What the task asks:
Whenever a line of the material contains the string "struct", it should be copied.

(Data to examine Opens)

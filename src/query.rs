//! Query/read surface consumed by an external viewport. Pure
//! functions over a frozen snapshot — never mutate, never allocate a
//! new document tree.

use crate::piece::PieceTable;
use crate::selection::{Selection, SelectionRange};
use crate::snapshot::DocumentSnapshot;

#[derive(Debug, Clone, PartialEq)]
pub struct VisibleLine {
    pub line_number: usize,
    pub content: String,
    pub start_offset: usize,
    pub end_offset: usize,
    pub has_newline: bool,
}

#[derive(Debug, Clone, PartialEq)]
pub struct VisibleLines {
    pub lines: Vec<VisibleLine>,
    pub first_line: usize,
    pub last_line: usize,
    pub total_lines: usize,
}

#[derive(Debug, Clone, Copy, PartialEq, Eq)]
pub struct LineColumn {
    pub line: usize,
    pub column: usize,
}

fn strip_newline(s: &str) -> (&str, bool) {
    if let Some(rest) = s.strip_suffix("\r\n") {
        (rest, true)
    } else if let Some(rest) = s.strip_suffix('\n') {
        (rest, true)
    } else if let Some(rest) = s.strip_suffix('\r') {
        (rest, true)
    } else {
        (s, false)
    }
}

/// Line text without its trailing newline, or empty when `n` is out of
/// range.
pub fn get_line_content(state: &DocumentSnapshot, n: usize) -> String {
    match state.line_index.get_line_range(n) {
        Some(range) => {
            let raw = state.piece_table.get_text(range.start, range.start + range.length);
            strip_newline(&raw).0.to_string()
        }
        None => String::new(),
    }
}

pub fn get_visible_line(state: &DocumentSnapshot, n: usize) -> Option<VisibleLine> {
    let range = state.line_index.get_line_range(n)?;
    let raw = state.piece_table.get_text(range.start, range.start + range.length);
    let (content, has_newline) = strip_newline(&raw);
    Some(VisibleLine {
        line_number: n,
        content: content.to_string(),
        start_offset: range.start,
        end_offset: range.start + range.length,
        has_newline,
    })
}

/// `{start_line, visible_count, overscan}` → a frozen window of lines,
/// clamped so overscan never runs past the document.
pub fn get_visible_lines(state: &DocumentSnapshot, start_line: usize, visible_count: usize, overscan: usize) -> VisibleLines {
    let total_lines = state.line_index.line_count();
    if total_lines == 0 {
        return VisibleLines { lines: Vec::new(), first_line: 0, last_line: 0, total_lines: 0 };
    }
    let last_index = total_lines - 1;
    let overscan = overscan.min(last_index);
    let first_line = start_line.saturating_sub(overscan).min(last_index);
    let requested_last = start_line.saturating_add(visible_count).saturating_add(overscan);
    let last_line = requested_last.min(last_index);
    let lines = (first_line..=last_line).filter_map(|n| get_visible_line(state, n)).collect();
    VisibleLines { lines, first_line, last_line, total_lines }
}

/// Byte position → `{line, column}`; column is in UTF-16 code units.
pub fn position_to_line_column(state: &DocumentSnapshot, byte_pos: usize) -> LineColumn {
    match state.line_index.find_line_at_position(byte_pos) {
        Some(lookup) => {
            let line_text = get_line_content_with_newline(state, lookup.line_number);
            let column = PieceTable::byte_to_char_offset(&line_text, lookup.offset_in_line);
            LineColumn { line: lookup.line_number, column }
        }
        None => LineColumn { line: 0, column: 0 },
    }
}

fn get_line_content_with_newline(state: &DocumentSnapshot, n: usize) -> String {
    match state.line_index.get_line_range(n) {
        Some(range) => state.piece_table.get_text(range.start, range.start + range.length),
        None => String::new(),
    }
}

/// `{line, column}` → byte position; `column` clamps to the line's
/// char length.
pub fn line_column_to_position(state: &DocumentSnapshot, line: usize, column: usize) -> usize {
    match state.line_index.get_line_range(line) {
        Some(range) => {
            let line_text = state.piece_table.get_text(range.start, range.start + range.length);
            let byte_offset = PieceTable::char_to_byte_offset(&line_text, column);
            range.start + byte_offset
        }
        None => state.piece_table.length(),
    }
}

fn byte_to_char_in_document(state: &DocumentSnapshot, byte_pos: usize) -> usize {
    let lookup = match state.line_index.find_line_at_position(byte_pos) {
        Some(l) => l,
        None => return 0,
    };
    let line_char_start = state.line_index.get_char_start_offset(lookup.line_number);
    let line_text = get_line_content_with_newline(state, lookup.line_number);
    line_char_start + PieceTable::byte_to_char_offset(&line_text, lookup.offset_in_line)
}

fn char_to_byte_in_document(state: &DocumentSnapshot, char_pos: usize) -> usize {
    let lookup = match state.line_index.find_line_at_char_position(char_pos) {
        Some(l) => l,
        None => return 0,
    };
    let line_text = get_line_content_with_newline(state, lookup.line_number);
    let line_byte_start = state.line_index.get_line_start_offset_exact(lookup.line_number);
    line_byte_start + PieceTable::char_to_byte_offset(&line_text, lookup.offset_in_line)
}

/// Byte-indexed selection → char-indexed, line-local per endpoint.
pub fn selection_to_char_offsets(state: &DocumentSnapshot, selection: &Selection) -> Vec<(usize, usize)> {
    selection
        .ranges
        .iter()
        .map(|r| (byte_to_char_in_document(state, r.anchor), byte_to_char_in_document(state, r.head)))
        .collect()
}

/// Char-indexed selection endpoints → a byte-indexed `Selection`.
pub fn char_offsets_to_selection(state: &DocumentSnapshot, ranges: &[(usize, usize)]) -> Selection {
    Selection {
        ranges: ranges
            .iter()
            .map(|(anchor, head)| SelectionRange {
                anchor: char_to_byte_in_document(state, *anchor),
                head: char_to_byte_in_document(state, *head),
            })
            .collect(),
        primary_index: 0,
    }
}

#[cfg(test)]
#[path = "query_test.rs"]
mod query_test;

(Data to examine Closes)

Answer space:
pub struct VisibleLine {
pub struct VisibleLines {
pub struct LineColumn {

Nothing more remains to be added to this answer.